Trump also acknowledged that Republicans clock an uphill climb this year, given the long-running trend of extravagant losses in congressional midterms for whichever party holds the White Domicile. He blamed the trend on how happy his supporters would be.
“So the people are happy,” Trump conveyed, “and they don’t get out and vote like they should. Maybe they go to a silent picture in ’18. None of you are going to a movie, I hope.
“So what happens is they quality of take it for granted, they sit back and then they get clobbered because the other people are hasty, and [the other party’s voters] get out and they have more energy.”
Ignoring the tough odds, GOP campaign strategists agree that the best choice for Republicans is to run on the tax cut bill, and to hammer incumbent Democrats for voting against it.
“The varied that people see the benefits of tax reform, lower taxes, corporate largesses, and even in some cases, minimum wage hikes — which Democrats take always championed — as more people see these benefits, it’s going to be even-handed easier to run on this,” said Garrett Ventry, a Republican strategist.
Naturally, recent surveys have shown public support for the tax cuts spread steadily, from approval ratings in the 30s last fall to the mid-to-high 40s earlier this month.
But what respecting the so-called “blue wave” of first-time Democratic candidates running for purpose this year? Presumably the Republican strategy of going after a Democrat for choosing “against” the tax cuts isn’t going to work if that candidate wasn’t in Congress.
“That’s where the Pelosi principally is going to come into play,” said Ventry.
Pelosi “is our secretive weapon,” Trump said in Ohio Monday. “I just hope they don’t mutate her, [because] there are people that want to run her out,” he said, presumably referring to long-running exploits within the Democratic caucus to replace Pelosi as the party leader.
“She’s a strong woman who lives in a big beautiful house in California. who wants to give all of your gain away,” Trump said, basically summing up the Republican case against the multimillionaire lawmaker from San Francisco.

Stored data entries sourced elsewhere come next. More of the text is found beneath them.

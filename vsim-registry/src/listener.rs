//! Change notification fan-out
//!
//! Listeners are told about every committed registry mutation. Dispatch
//! always happens after the change is applied and never while the
//! membership lock is held, so a listener may call back into the registry.

use parking_lot::{Mutex, RwLock};
use std::sync::atomic::{AtomicU64, Ordering};
use std::sync::Arc;
use vsim_types::{ObjectRef, PropertyChange};

/// A committed registry mutation
#[derive(Debug, Clone, PartialEq)]
pub enum RegistryEvent {
    /// An object was registered
    Put { obj: ObjectRef },
    /// Properties of a registered object changed
    Update {
        obj: ObjectRef,
        changes: Vec<PropertyChange>,
    },
    /// An object was removed
    Remove { obj: ObjectRef },
}

impl RegistryEvent {
    pub fn obj(&self) -> &ObjectRef {
        match self {
            RegistryEvent::Put { obj } => obj,
            RegistryEvent::Update { obj, .. } => obj,
            RegistryEvent::Remove { obj } => obj,
        }
    }
}

/// Receiver of registry change events
pub trait RegistryListener: Send + Sync {
    fn put_object(&self, _obj: &ObjectRef) {}

    fn update_object(&self, _obj: &ObjectRef, _changes: &[PropertyChange]) {}

    fn remove_object(&self, _obj: &ObjectRef) {}

    fn handle_event(&self, event: &RegistryEvent) {
        match event {
            RegistryEvent::Put { obj } => self.put_object(obj),
            RegistryEvent::Update { obj, changes } => self.update_object(obj, changes),
            RegistryEvent::Remove { obj } => self.remove_object(obj),
        }
    }
}

/// A listener that records every event it sees
#[derive(Debug, Default)]
pub struct CollectingListener {
    events: Mutex<Vec<RegistryEvent>>,
}

impl CollectingListener {
    pub fn new() -> Self {
        Self::default()
    }

    /// Take the recorded events, leaving the listener empty
    pub fn take(&self) -> Vec<RegistryEvent> {
        std::mem::take(&mut *self.events.lock())
    }

    pub fn len(&self) -> usize {
        self.events.lock().len()
    }

    pub fn is_empty(&self) -> bool {
        self.events.lock().is_empty()
    }
}

impl RegistryListener for CollectingListener {
    fn handle_event(&self, event: &RegistryEvent) {
        self.events.lock().push(event.clone());
    }
}

/// Handle returned by [`Registry::add_handler`](crate::Registry::add_handler)
#[derive(Debug, Clone, Copy, PartialEq, Eq, Hash)]
pub struct ListenerId(pub u64);

static LISTENER_COUNTER: AtomicU64 = AtomicU64::new(1);

impl ListenerId {
    fn next() -> Self {
        Self(LISTENER_COUNTER.fetch_add(1, Ordering::SeqCst))
    }
}

/// Registered listeners
#[derive(Default)]
pub(crate) struct ListenerSet {
    listeners: RwLock<Vec<(ListenerId, Arc<dyn RegistryListener>)>>,
}

impl ListenerSet {
    pub(crate) fn add(&self, listener: Arc<dyn RegistryListener>) -> ListenerId {
        let id = ListenerId::next();
        self.listeners.write().push((id, listener));
        id
    }

    pub(crate) fn remove(&self, id: ListenerId) -> bool {
        let mut listeners = self.listeners.write();
        let before = listeners.len();
        listeners.retain(|(lid, _)| *lid != id);
        listeners.len() != before
    }

    pub(crate) fn len(&self) -> usize {
        self.listeners.read().len()
    }

    /// Deliver an event to a snapshot of the current listeners
    pub(crate) fn dispatch(&self, event: &RegistryEvent) {
        let snapshot: Vec<Arc<dyn RegistryListener>> = self
            .listeners
            .read()
            .iter()
            .map(|(_, l)| Arc::clone(l))
            .collect();

        for listener in snapshot {
            listener.handle_event(event);
        }
    }
}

Pelosi also bestow ons a unique liability for first-time candidates. “Chances are good that Pelosi is affluent to be raising money for a lot of those newcomers, because they won’t have a not incongruous fundraising base the way an incumbent would,” Ventry told CNBC. “So Republicans are successful to tie those candidates to Pelosi even more, and argue that whoever the Democrat is, he or she pass on be a rubber stamp for Pelosi.”
For an example of how this works, Ventry acicular to the June 2017 special congressional election in Georgia’s 6th District, largely considered an early referendum on Trump’s presidency. There, Republican Karen Handel outdo Democrat Jon Ossoff in the most expensive House race in history.
“In that the track, nearly all the Republican ads painted Ossoff as a rubber stamp for Pelosi,” Ventry put. “It was a tight race, but in the end the GOP strategy worked.”